***** THE INPUT *****

impl TierManager {
    pub fn new(config: &EngineConfig) -> Self {
        Self {
            records: HashMap::default(),
            invocation_threshold: config.invocation_threshold,
            optimize_threshold: config.optimize_threshold,
            osr_threshold: config.osr_threshold,
            deopt_threshold: config.deopt_threshold,
            ineligible_cooldown: config.ineligible_cooldown,
        }
    }

    pub fn record(&self, function: FunctionId) -> Option<&FunctionRecord> {
        self.records.get(&function)
    }

    /// Record for `function`, created on first use
    pub fn record_mut(&mut self, function: FunctionId, name: &str) -> &mut FunctionRecord {
        self.records
            .entry(function)
            .or_insert_with(|| FunctionRecord::new(function, name))
    }

    pub fn records(&self) -> impl Iterator<Item = &FunctionRecord> {
        self.records.values()
    }

    pub fn tier(&self, function: FunctionId) -> Tier {
        self.records
            .get(&function)
            .map(|r| r.tier)
            .unwrap_or(Tier::Interpreted)
    }

    pub fn active_unit(&self, function: FunctionId) -> Option<Arc<CompiledUnit>> {
        self.records.get(&function)?.active_unit().cloned()
    }

    /// Count an invocation and decide whether a compile should be requested
    pub fn on_invocation(&mut self, function: FunctionId, name: &str) -> Option<Tier> {
        let (invocation_threshold, optimize_threshold) =
            (self.invocation_threshold, self.optimize_threshold);
        let record = self.record_mut(function, name);
        record.invocations += 1;
        record.hotness += 1;

        if let Some(until) = record.ineligible_until {
            if record.invocations >= until {
                debug!(function = %record.name, "ineligibility cooldown expired");
                record.ineligible_until = None;
            }
        }
        if record.never_optimize {
            record.optimize_on_next_call = false;
            return None;
        }
        if record.optimize_on_next_call {
            record.optimize_on_next_call = false;
            record.ineligible_until = None;
            return Some(Tier::Optimized);
        }
        if record.pending.is_some() || !record.is_eligible() {
            return None;
        }
        if record.tier < Tier::Optimized && record.hotness >= optimize_threshold {
            return Some(Tier::Optimized);
        }
        if record.tier == Tier::Interpreted
            && record.baseline.is_none()
            && record.hotness >= invocation_threshold
        {
            return Some(Tier::Baseline);
        }
        None
    }

    /// Count a back-edge of `loop_header`; true when OSR should be attempted
    pub fn on_loop_back_edge(&mut self, function: FunctionId, loop_header: u32) -> bool {
        let osr_threshold = self.osr_threshold;
        let Some(record) = self.records.get_mut(&function) else {
            return false;
        };
        if record.never_optimize {
            record.osr_requested = false;
            return false;
        }
        if record.osr_requested {
            return true;
        }
        if !record.is_eligible() {
            return false;
        }
        let counter = record.loop_counters.entry(loop_header).or_insert(0);
        *counter += 1;
        *counter >= osr_threshold
    }

    /// Restart back-edge counting for a loop after an OSR attempt
    pub fn reset_loop_counter(&mut self, function: FunctionId, loop_header: u32) {
        if let Some(record) = self.records.get_mut(&function) {
            record.loop_counters.insert(loop_header, 0);
        }
    }

    /// Compile and activate before the next call, bypassing counters
    pub fn force_optimize(&mut self, function: FunctionId, name: &str) {
        let record = self.record_mut(function, name);
        if record.never_optimize {
            return;
        }
        record.optimize_on_next_call = true;
    }

    /// Request OSR at the next back-edge of any loop
    pub fn request_osr(&mut self, function: FunctionId, name: &str) {
        let record = self.record_mut(function, name);
        if !record.never_optimize {
            record.osr_requested = true;
        }
    }

    /// Register for tracking and clear eligibility bookkeeping
    pub fn prepare(&mut self, function: FunctionId, name: &str) {
        let record = self.record_mut(function, name);
        record.prepared = true;
        record.deopt_sites.clear();
        record.ineligible_until = None;
    }

    /// Pin to the interpreter for good
    pub fn never_optimize(&mut self, function: FunctionId, name: &str) -> Vec<Arc<CompiledUnit>> {
        let record = self.record_mut(function, name);
        record.never_optimize = true;
        record.optimize_on_next_call = false;
        record.osr_requested = false;
        let mut dropped = Self::drop_units(record);
        if let Some(baseline) = record.baseline.take() {
            baseline.invalidate();
            dropped.push(baseline);
        }
        record.tier = Tier::Interpreted;
        dropped
    }

    /// Suppress tier-up until the cooldown has passed
    pub fn mark_ineligible(&mut self, function: FunctionId) {
        let cooldown = self.ineligible_cooldown;
        if let Some(record) = self.records.get_mut(&function) {
            let until = record.invocations + cooldown;
            warn!(function = %record.name, until, "function is ineligible for optimization");
            record.ineligible_until = Some(until);
            record.optimize_on_next_call = false;
            record.osr_requested = false;
        }
    }

    /// Count a deopt; marks the function ineligible and returns true once the
    /// same site and reason exceeded the threshold
    pub fn note_deopt(&mut self, function: FunctionId, site: DeoptSite, reason: DeoptReason) -> bool {
        let threshold = self.deopt_threshold;
        let Some(record) = self.records.get_mut(&function) else {
            return false;
        };
        record.deopt_count += 1;
        if !reason.counts_toward_ineligibility() {
            return false;
        }
        let count = record.deopt_sites.entry((site, reason)).or_insert(0);
        *count += 1;
        if *count > threshold {
            self.mark_ineligible(function);
            return true;
        }
        false
    }

    /// Start a compile and hand out its ticket
    pub fn begin_compile(
        &mut self,
        function: FunctionId,
        name: &str,
        tier: Tier,
        osr_entry: Option<u32>,
    ) -> u64 {
        let record = self.record_mut(function, name);
        record.ticket += 1;
        record.pending = Some(PendingCompile {
            tier,
            ticket: record.ticket,
            osr_entry,
        });
        record.ticket
    }

    /// Whether a result with `ticket` may still be activated
    pub fn check_current(&self, function: FunctionId, ticket: u64) -> Result<(), CompileFailure> {
        match self.records.get(&function) {
            Some(record) if record.never_optimize => Err(CompileFailure::NeverOptimize),
            Some(record) if record.ineligible_until.is_some() => Err(CompileFailure::Ineligible),
            Some(record) if record.ticket == ticket => Ok(()),
            _ => Err(CompileFailure::Superseded),
        }
    }

    /// Clear the pending request after a failed or discarded compile
    pub fn end_compile(&mut self, function: FunctionId, ticket: u64) {
        if let Some(record) = self.records.get_mut(&function) {
            if record.pending.is_some_and(|p| p.ticket == ticket) {
                record.pending = None;
            }
        }
    }

    /// A compile failed; retry only after the function is hot again
    pub fn compile_failed(&mut self, function: FunctionId, ticket: u64) {
        self.end_compile(function, ticket);
        if let Some(record) = self.records.get_mut(&function) {
            record.hotness = 0;
        }
    }

    /// Activate a function unit; OSR units are cached by the OSR controller
    pub fn install(&mut self, unit: Arc<CompiledUnit>) {
        let Some(record) = self.records.get_mut(&unit.function) else {
            return;
        };
        if record.pending.is_some_and(|p| p.ticket == unit.ticket) {
            record.pending = None;
        }
        if unit.is_osr() {
            return;
        }
        let tier = unit.tier;
        match tier {
            Tier::Baseline => record.baseline = Some(unit),
            Tier::Optimized => record.optimized = Some(unit),
            Tier::Interpreted => return,
        }
        if tier > record.tier {
            debug!(function = %record.name, from = ?record.tier, to = ?tier, "tier up");
            record.tier = tier;
            record.hotness = 0;
        }
    }

    /// Whether a non-OSR result would replace code that is already installed
    pub fn already_has(&self, function: FunctionId, tier: Tier) -> bool {
        self.records.get(&function).is_some_and(|r| match tier {
            Tier::Optimized => r.optimized.as_ref().is_some_and(|u| u.is_valid()),
            Tier::Baseline => r.baseline.as_ref().is_some_and(|u| u.is_valid()),
            Tier::Interpreted => true,
        })
    }

    /// Invalidate one unit after a deopt and fall back a tier if it was
    /// the installed one
    pub fn invalidate_unit(&mut self, unit: &CompiledUnit) {
        unit.invalidate();
        let Some(record) = self.records.get_mut(&unit.function) else {
            return;
        };
        record.ticket += 1;
        record.pending = None;
        record.hotness = 0;
        if unit.is_osr() {
            return;
        }
        let installed = match unit.tier {
            Tier::Optimized => &mut record.optimized,
            Tier::Baseline => &mut record.baseline,
            Tier::Interpreted => return,
        };
        if installed.as_ref().is_some_and(|u| u.ticket == unit.ticket) {
            *installed = None;
        }
        let fallback = record.fallback_tier();
        if record.tier != fallback {
            debug!(function = %record.name, from = ?record.tier, to = ?fallback, "tier down");
            record.tier = fallback;
        }
    }

    /// Drop optimized code so the next call runs a slower tier
    pub fn force_deoptimize(&mut self, function: FunctionId) -> Vec<Arc<CompiledUnit>> {
        let Some(record) = self.records.get_mut(&function) else {
            return Vec::new();
        };
        let dropped = Self::drop_units(record);
        record.tier = record.fallback_tier();
        dropped
    }

    /// Forget every unit of a function whose bytecode was replaced
    pub fn discard_code(&mut self, function: FunctionId) -> Vec<Arc<CompiledUnit>> {
        let Some(record) = self.records.get_mut(&function) else {
            return Vec::new();
        };
        let mut dropped = Self::drop_units(record);
        if let Some(baseline) = record.baseline.take() {
            baseline.invalidate();
            dropped.push(baseline);
        }
        record.tier = Tier::Interpreted;
        record.deopt_sites.clear();
        record.ineligible_until = None;
        dropped
    }

    fn drop_units(record: &mut FunctionRecord) -> Vec<Arc<CompiledUnit>> {
        record.ticket += 1;
        record.pending = None;
        record.hotness = 0;
        record.loop_counters.clear();
        let mut dropped = Vec::new();
        if let Some(optimized) = record.optimized.take() {
            optimized.invalidate();
            dropped.push(optimized);
        }
        dropped
    }
}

*****

EXERCISE AIM> Beginning with the line that contains "if let Some(optimized)" and ending with the last line of the data above, return those lines exactly and nothing else.

WORKED SOLUTION>
        if let Some(optimized) = record.optimized.take() {
            optimized.invalidate();
            dropped.push(optimized);
        }
        dropped
    }
}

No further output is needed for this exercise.